The German filmmaker, video artist, writer and teacher Harun Farocki died on July 30 near Berlin. He was 70.

Over four decades, Farocki created over 100 films and multi-screen installations – discursive ‘film essays’ that use found footage to question the cultural production of photographic and moving imagery. His works reflect on the profound effects on the individual of warfare, consumerism and technology.

Farocki’s best-known work is perhaps Inextinguishable Fire (1969), an agitprop piece commenting on the US military’s use of napalm bombs in Vietnam. During the film the artist appears on camera burning his arm with a cigarette to illustrate the comparative heat of burning tobacco (400°C) and the weapon (3000°C).

Other seminal works by Farocki include Images of the World and the Inscription of War (1988) and Workers Leaving the Factory (1995), the latter expanding the Lumiere Brothers’ original film sequence in a montage of shots of factory workforces taken throughout the 20th century. His 2009 work, Immersion, explores the use of virtual reality and gaming in military recruitment, training and post-traumatic stress therapy. 

Major retrospectives

Major retrospectives of Farocki’s films and multi-screen works were staged in the UK in 2009-10, at Raven Row and Tate Modern concurrently. In 2007 his 12-channel video installation Deep Play, exploring the tools and technologies of sports broadcasting, was shown at Documenta.

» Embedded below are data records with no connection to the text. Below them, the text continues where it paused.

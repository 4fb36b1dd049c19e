//! Simulated audio sink
//!
//! The terminal has no audio device, so the shell plays through a sink that
//! only keeps time: every loaded stream lasts a fixed number of seconds and
//! the shell advances it from a ticker. Lifecycle events come out of
//! [`ClockHandle::tick`] the way a real sink would report them.

use cloudtune_playback::{AudioSink, SinkError, SinkEvent};
use std::sync::{Arc, Mutex, MutexGuard, PoisonError};

#[derive(Debug, Default)]
struct ClockState {
    url: Option<String>,
    playing: bool,
    position: f64,
    volume: f32,
    metadata_sent: bool,
}

/// Sink half, owned by the player
pub struct ClockSink {
    state: Arc<Mutex<ClockState>>,
    track_secs: f64,
}

/// Driver half, kept by the shell
#[derive(Clone)]
pub struct ClockHandle {
    state: Arc<Mutex<ClockState>>,
    track_secs: f64,
}

impl ClockSink {
    /// Create a sink whose tracks all last `track_secs`
    pub fn new(track_secs: f64) -> (Self, ClockHandle) {
        let state = Arc::new(Mutex::new(ClockState::default()));
        let handle = ClockHandle {
            state: Arc::clone(&state),
            track_secs,
        };
        (Self { state, track_secs }, handle)
    }

    fn state(&self) -> MutexGuard<'_, ClockState> {
        self.state.lock().unwrap_or_else(PoisonError::into_inner)
    }
}

impl AudioSink for ClockSink {
    fn load(&mut self, url: &str) {
        let mut state = self.state();
        state.url = Some(url.to_string());
        state.playing = false;
        state.position = 0.0;
        state.metadata_sent = false;
    }

    fn play(&mut self) -> Result<(), SinkError> {
        let mut state = self.state();
        if state.url.is_none() {
            return Err(SinkError::Unsupported("nothing loaded".to_string()));
        }
        // Playing an ended stream starts it over
        if state.position >= self.track_secs {
            state.position = 0.0;
        }
        state.playing = true;
        Ok(())
    }

    fn pause(&mut self) {
        self.state().playing = false;
    }

    fn stop(&mut self) {
        let mut state = self.state();
        state.url = None;
        state.playing = false;
        state.position = 0.0;
    }

    fn seek(&mut self, position: f64) {
        self.state().position = position.max(0.0);
    }

    fn set_volume(&mut self, volume: f32) {
        self.state().volume = volume;
    }
}

impl ClockHandle {
    /// Advance the clock by `elapsed` seconds
    pub fn tick(&self, elapsed: f64) -> Vec<SinkEvent> {
        let mut state = self.state.lock().unwrap_or_else(PoisonError::into_inner);
        let mut events = Vec::new();

        if state.url.is_none() {
            return events;
        }

        if !state.metadata_sent {
            state.metadata_sent = true;
            events.push(SinkEvent::MetadataLoaded {
                duration: self.track_secs,
            });
        }

        if state.playing {
            state.position = (state.position + elapsed).min(self.track_secs);
            events.push(SinkEvent::TimeUpdate {
                position: state.position,
            });

            if state.position >= self.track_secs {
                state.playing = false;
                events.push(SinkEvent::Ended);
            }
        }

        events
    }

    /// URL currently loaded
    pub fn loaded(&self) -> Option<String> {
        self.state
            .lock()
            .unwrap_or_else(PoisonError::into_inner)
            .url
            .clone()
    }

    /// Last volume applied by the player
    pub fn volume(&self) -> f32 {
        self.state.lock().unwrap_or_else(PoisonError::into_inner).volume
    }
}
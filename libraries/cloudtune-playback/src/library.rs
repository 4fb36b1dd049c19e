//! Library state: search results, playlist and favorites
//!
//! The playlist and favorites are written through to the collection store
//! after every mutation. A failed write is logged and otherwise ignored; the
//! in-memory lists stay authoritative for the session.

use crate::types::ListKind;
use cloudtune_core::{Track, TrackKey};
use cloudtune_storage::CollectionStore;
use tracing::{debug, warn};

/// Track lists owned by the player
pub struct Library {
    search_results: Vec<Track>,
    playlist: Vec<Track>,
    favorites: Vec<Track>,
    active_tab: ListKind,
    collections: CollectionStore,
}

impl Library {
    /// Load persisted playlist and favorites
    ///
    /// Search results start empty and the playlist tab is shown.
    pub fn load(collections: CollectionStore) -> Self {
        let playlist = collections.load_playlist();
        let favorites = collections.load_favorites();
        debug!(
            playlist = playlist.len(),
            favorites = favorites.len(),
            "Library loaded"
        );

        Self {
            search_results: Vec::new(),
            playlist,
            favorites,
            active_tab: ListKind::Playlist,
            collections,
        }
    }

    pub fn search_results(&self) -> &[Track] {
        &self.search_results
    }

    pub fn playlist(&self) -> &[Track] {
        &self.playlist
    }

    pub fn favorites(&self) -> &[Track] {
        &self.favorites
    }

    /// List currently shown by the front-end
    pub fn active_tab(&self) -> ListKind {
        self.active_tab
    }

    /// Tracks of the given list
    pub fn list(&self, kind: ListKind) -> &[Track] {
        match kind {
            ListKind::SearchResults => &self.search_results,
            ListKind::Playlist => &self.playlist,
            ListKind::Favorites => &self.favorites,
        }
    }

    /// Look up a track by key inside one list
    pub fn find(&self, kind: ListKind, key: &TrackKey) -> Option<&Track> {
        self.list(kind).iter().find(|track| track.matches(key))
    }

    /// Show a different list; returns false if it was already shown
    pub fn select_tab(&mut self, tab: ListKind) -> bool {
        if self.active_tab == tab {
            return false;
        }
        self.active_tab = tab;
        true
    }

    /// Replace search results wholesale (not persisted)
    pub(crate) fn replace_search_results(&mut self, tracks: Vec<Track>) {
        self.search_results = tracks;
    }

    /// Append to the playlist unless an entry with the same key exists
    pub fn add_to_playlist(&mut self, track: Track) -> bool {
        if self.is_in_playlist(&track) {
            debug!(track = %track.key(), "Already in playlist");
            return false;
        }

        self.playlist.push(track);
        self.persist_playlist();
        true
    }

    /// Remove the entry with `key`, returning its former index and the track
    pub fn remove_from_playlist(&mut self, key: &TrackKey) -> Option<(usize, Track)> {
        let index = self.playlist.iter().position(|track| track.matches(key))?;
        let removed = self.playlist.remove(index);
        self.persist_playlist();
        Some((index, removed))
    }

    /// Add to favorites if absent, remove if present
    ///
    /// Returns the membership after the toggle.
    pub fn toggle_favorite(&mut self, track: &Track) -> bool {
        let is_favorite = match self.favorites.iter().position(|t| t.same_as(track)) {
            Some(index) => {
                self.favorites.remove(index);
                false
            }
            None => {
                self.favorites.push(track.clone());
                true
            }
        };

        if let Err(e) = self.collections.save_favorites(&self.favorites) {
            warn!(error = %e, "Failed to persist favorites");
        }
        is_favorite
    }

    pub fn is_in_playlist(&self, track: &Track) -> bool {
        self.playlist.iter().any(|t| t.same_as(track))
    }

    pub fn is_in_favorites(&self, track: &Track) -> bool {
        self.favorites.iter().any(|t| t.same_as(track))
    }

    fn persist_playlist(&self) {
        if let Err(e) = self.collections.save_playlist(&self.playlist) {
            warn!(error = %e, "Failed to persist playlist");
        }
    }
}
impl Database {
    // -- Users --

    pub fn create_user(
        &self,
        id: &str,
        email: &str,
        password_hash: &str,
        telegram_chat_id: Option<&str>,
        city: Option<&str>,
        phone: Option<&str>,
    ) -> DbResult<()> {
        self.with_conn_mut(|conn| {
            conn.execute(
                "INSERT INTO users (id, email, password, telegram_chat_id, city, phone)
                 VALUES (?1, ?2, ?3, ?4, ?5, ?6)",
                params![id, email, password_hash, telegram_chat_id, city, phone],
            )
            .map_err(map_unique_email)?;
            Ok(())
        })
    }

    pub fn get_user_by_email(&self, email: &str) -> DbResult<Option<UserRow>> {
        self.with_conn(|conn| query_user(conn, "email", email))
    }

    pub fn get_user_by_id(&self, id: &str) -> DbResult<Option<UserRow>> {
        self.with_conn(|conn| query_user(conn, "id", id))
    }

    pub fn update_user(&self, id: &str, patch: &UserPatch) -> DbResult<UserRow> {
        self.with_conn_mut(|conn| {
            let existing = query_user(conn, "id", id)?.ok_or(DbError::NotFound)?;

            let email = patch.email.as_deref().unwrap_or(&existing.email);
            let password = patch.password.as_deref().unwrap_or(&existing.password);
            let chat_id = patch
                .telegram_chat_id
                .as_deref()
                .or(existing.telegram_chat_id.as_deref());
            let city = patch.city.as_deref().or(existing.city.as_deref());
            let phone = patch.phone.as_deref().or(existing.phone.as_deref());

            conn.execute(
                "UPDATE users
                 SET email = ?2, password = ?3, telegram_chat_id = ?4, city = ?5, phone = ?6
                 WHERE id = ?1",
                params![id, email, password, chat_id, city, phone],
            )
            .map_err(map_unique_email)?;

            query_user(conn, "id", id)?.ok_or(DbError::NotFound)
        })
    }

    pub fn touch_last_login(&self, id: &str) -> DbResult<()> {
        self.with_conn_mut(|conn| {
            conn.execute(
                "UPDATE users SET last_login = datetime('now') WHERE id = ?1",
                [id],
            )?;
            Ok(())
        })
    }

    /// Deactivate users whose last login predates `cutoff`
    /// (`YYYY-MM-DD HH:MM:SS`). Users who never logged in are left alone.
    pub fn deactivate_inactive_users(&self, cutoff: &str) -> DbResult<usize> {
        self.with_conn_mut(|conn| {
            let n = conn.execute(
                "UPDATE users SET is_active = 0
                 WHERE is_active = 1
                   AND last_login IS NOT NULL
                   AND last_login < ?1",
                [cutoff],
            )?;
            Ok(n)
        })
    }

    // -- Habits --

    /// Insert a habit after running the full rule set. The linked habit
    /// is resolved inside the same connection lock so its pleasant flag
    /// cannot go stale between the check and the write.
    pub fn create_habit(&self, id: &str, user_id: &str, habit: &HabitWrite) -> DbResult<HabitRow> {
        self.with_conn_mut(|conn| {
            check_rules(conn, user_id, habit)?;

            conn.execute(
                "INSERT INTO habits (id, user_id, place, time, action, is_pleasant,
                                     linked_habit_id, periodicity, reward, execution_time, is_public)
                 VALUES (?1, ?2, ?3, ?4, ?5, ?6, ?7, ?8, ?9, ?10, ?11)",
                params![
                    id,
                    user_id,
                    habit.place,
                    habit.time,
                    habit.action,
                    habit.is_pleasant,
                    habit.linked_habit_id,
                    habit.periodicity,
                    habit.reward,
                    habit.execution_time,
                    habit.is_public,
                ],
            )?;

            query_habit(conn, id)?.ok_or(DbError::NotFound)
        })
    }

    /// Merge a patch over the stored record, re-validate the whole thing,
    /// and write it back. Ownership is the caller's concern; the rule
    /// gate is not.
    pub fn update_habit(&self, id: &str, patch: &HabitPatch) -> DbResult<HabitRow> {
        self.with_conn_mut(|conn| {
            let existing = query_habit(conn, id)?.ok_or(DbError::NotFound)?;

            let merged = HabitWrite {
                place: patch.place.clone().unwrap_or(existing.place),
                time: patch.time.clone().unwrap_or(existing.time),
                action: patch.action.clone().unwrap_or(existing.action),
                is_pleasant: patch.is_pleasant.unwrap_or(existing.is_pleasant),
                linked_habit_id: patch
                    .linked_habit_id
                    .clone()
                    .unwrap_or(existing.linked_habit_id),
                periodicity: patch.periodicity.unwrap_or(existing.periodicity),
                reward: patch.reward.clone().unwrap_or(existing.reward),
                execution_time: patch.execution_time.unwrap_or(existing.execution_time),
                is_public: patch.is_public.unwrap_or(existing.is_public),
            };

            check_rules(conn, &existing.user_id, &merged)?;

            conn.execute(
                "UPDATE habits
                 SET place = ?2, time = ?3, action = ?4, is_pleasant = ?5,
                     linked_habit_id = ?6, periodicity = ?7, reward = ?8,
                     execution_time = ?9, is_public = ?10
                 WHERE id = ?1",
                params![
                    id,
                    merged.place,
                    merged.time,
                    merged.action,
                    merged.is_pleasant,
                    merged.linked_habit_id,
                    merged.periodicity,
                    merged.reward,
                    merged.execution_time,
                    merged.is_public,
                ],
            )?;

            query_habit(conn, id)?.ok_or(DbError::NotFound)
        })
    }

    pub fn get_habit(&self, id: &str) -> DbResult<Option<HabitRow>> {
        self.with_conn(|conn| query_habit(conn, id))
    }

    pub fn delete_habit(&self, id: &str) -> DbResult<bool> {
        self.with_conn_mut(|conn| {
            let n = conn.execute("DELETE FROM habits WHERE id = ?1", [id])?;
            Ok(n > 0)
        })
    }

    pub fn habits_for_user(
        &self,
        user_id: &str,
        limit: u32,
        offset: u32,
    ) -> DbResult<(u64, Vec<HabitRow>)> {
        self.with_conn(|conn| {
            let count: u64 = conn.query_row(
                "SELECT COUNT(*) FROM habits WHERE user_id = ?1",
                [user_id],
                |row| row.get(0),
            )?;

            let mut stmt = conn.prepare(
                "SELECT id, user_id, place, time, action, is_pleasant, linked_habit_id,
                        periodicity, reward, execution_time, is_public, last_notified, created_at
                 FROM habits WHERE user_id = ?1
                 ORDER BY created_at, id
                 LIMIT ?2 OFFSET ?3",
            )?;
            let rows = stmt
                .query_map(params![user_id, limit, offset], map_habit)?
                .collect::<Result<Vec<_>, _>>()?;

            Ok((count, rows))
        })
    }

    pub fn public_habits(&self, limit: u32, offset: u32) -> DbResult<(u64, Vec<HabitRow>)> {
        self.with_conn(|conn| {
            let count: u64 = conn.query_row(
                "SELECT COUNT(*) FROM habits WHERE is_public = 1",
                [],
                |row| row.get(0),
            )?;

            let mut stmt = conn.prepare(
                "SELECT id, user_id, place, time, action, is_pleasant, linked_habit_id,
                        periodicity, reward, execution_time, is_public, last_notified, created_at
                 FROM habits WHERE is_public = 1
                 ORDER BY created_at, id
                 LIMIT ?1 OFFSET ?2",
            )?;
            let rows = stmt
                .query_map(params![limit, offset], map_habit)?
                .collect::<Result<Vec<_>, _>>()?;

            Ok((count, rows))
        })
    }

    /// Public habits due for a reminder: trigger time has passed today
    /// and the persisted watermark allows another fire (never notified,
    /// or the periodicity window has elapsed since the last one).
    pub fn due_habits(&self, time_of_day: &str, today: &str) -> DbResult<Vec<DueHabitRow>> {
        self.with_conn(|conn| {
            let mut stmt = conn.prepare(
                "SELECT h.id, h.action, h.time, h.place, u.telegram_chat_id
                 FROM habits h
                 JOIN users u ON u.id = h.user_id
                 WHERE h.is_public = 1
                   AND h.time <= ?1
                   AND (h.last_notified IS NULL
                        OR date(h.last_notified, '+' || h.periodicity || ' days') <= ?2)
                 ORDER BY h.time, h.id",
            )?;
            let rows = stmt
                .query_map(params![time_of_day, today], |row| {
                    Ok(DueHabitRow {
                        id: row.get(0)?,
                        action: row.get(1)?,
                        time: row.get(2)?,
                        place: row.get(3)?,
                        telegram_chat_id: row.get(4)?,
                    })
                })?
                .collect::<Result<Vec<_>, _>>()?;
            Ok(rows)
        })
    }

    pub fn mark_notified(&self, id: &str, date: &str) -> DbResult<()> {
        self.with_conn_mut(|conn| {
            conn.execute(
                "UPDATE habits SET last_notified = ?2 WHERE id = ?1",
                params![id, date],
            )?;
            Ok(())
        })
    }
}
mod sweep;

use std::net::SocketAddr;
use std::path::PathBuf;
use std::sync::Arc;

use tower_http::cors::CorsLayer;
use tower_http::trace::TraceLayer;
use tracing::{info, warn};

use habitude_api::{AppState, AppStateInner};
use habitude_notify::Notifier;
use habitude_notify::dispatcher;
use habitude_notify::telegram::TelegramNotifier;

#[tokio::main]
async fn main() -> anyhow::Result<()> {
    // Load .env if present
    let _ = dotenvy::dotenv();

    // Init logging
    tracing_subscriber::fmt()
        .with_env_filter(
            tracing_subscriber::EnvFilter::try_from_default_env()
                .unwrap_or_else(|_| "habitude=debug,tower_http=debug".into()),
        )
        .init();

    // Config
    let jwt_secret =
        std::env::var("HABITUDE_JWT_SECRET").unwrap_or_else(|_| "dev-secret-change-me".into());
    let db_path = std::env::var("HABITUDE_DB_PATH").unwrap_or_else(|_| "habitude.db".into());
    let host = std::env::var("HABITUDE_HOST").unwrap_or_else(|_| "0.0.0.0".into());
    let port: u16 = std::env::var("HABITUDE_PORT")
        .unwrap_or_else(|_| "3000".into())
        .parse()?;
    let reminder_interval: u64 = std::env::var("HABITUDE_REMINDER_INTERVAL_SECS")
        .unwrap_or_else(|_| "60".into())
        .parse()?;
    let sweep_interval: u64 = std::env::var("HABITUDE_SWEEP_INTERVAL_SECS")
        .unwrap_or_else(|_| "86400".into())
        .parse()?;
    let telegram_api_url =
        std::env::var("TELEGRAM_API_URL").unwrap_or_else(|_| "https://api.telegram.org".into());
    let telegram_token = std::env::var("TELEGRAM_BOT_TOKEN").unwrap_or_default();

    // Init database
    let db = Arc::new(habitude_db::Database::open(&PathBuf::from(&db_path))?);

    // Background jobs: habit reminders and the inactive-account sweep
    if telegram_token.is_empty() {
        warn!("TELEGRAM_BOT_TOKEN not set; reminder dispatch disabled");
    } else {
        let notifier: Arc<dyn Notifier> =
            Arc::new(TelegramNotifier::new(telegram_api_url, telegram_token));
        tokio::spawn(dispatcher::run_reminder_loop(
            db.clone(),
            notifier,
            reminder_interval,
        ));
    }
    tokio::spawn(sweep::run_sweep_loop(db.clone(), sweep_interval));

    // Shared state and routes
    let state: AppState = Arc::new(AppStateInner { db, jwt_secret });

    let app = habitude_api::router(state)
        .layer(CorsLayer::permissive())
        .layer(TraceLayer::new_for_http());

    let addr: SocketAddr = format!("{}:{}", host, port).parse()?;
    info!("Habitude server listening on {}", addr);

    let listener = tokio::net::TcpListener::bind(addr).await?;
    axum::serve(listener, app).await?;

    Ok(())
}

Curator and Raven Row founding director Alex Sainsbury writes: “Beginning as an argument … [Farocki’s] films digress associatively and poetically, becoming open-ended rather than polemical.”

In 2011, the Centre for Contemporary Arts (CCA) in Glasgow presented a selection of his films in the exhibition, Comparison via a Third. Speaking at the time, Farocki said: “I use my films to challenge people and generate questions.”

Harun Farocki, 9 January 1944 – 30 July 2014.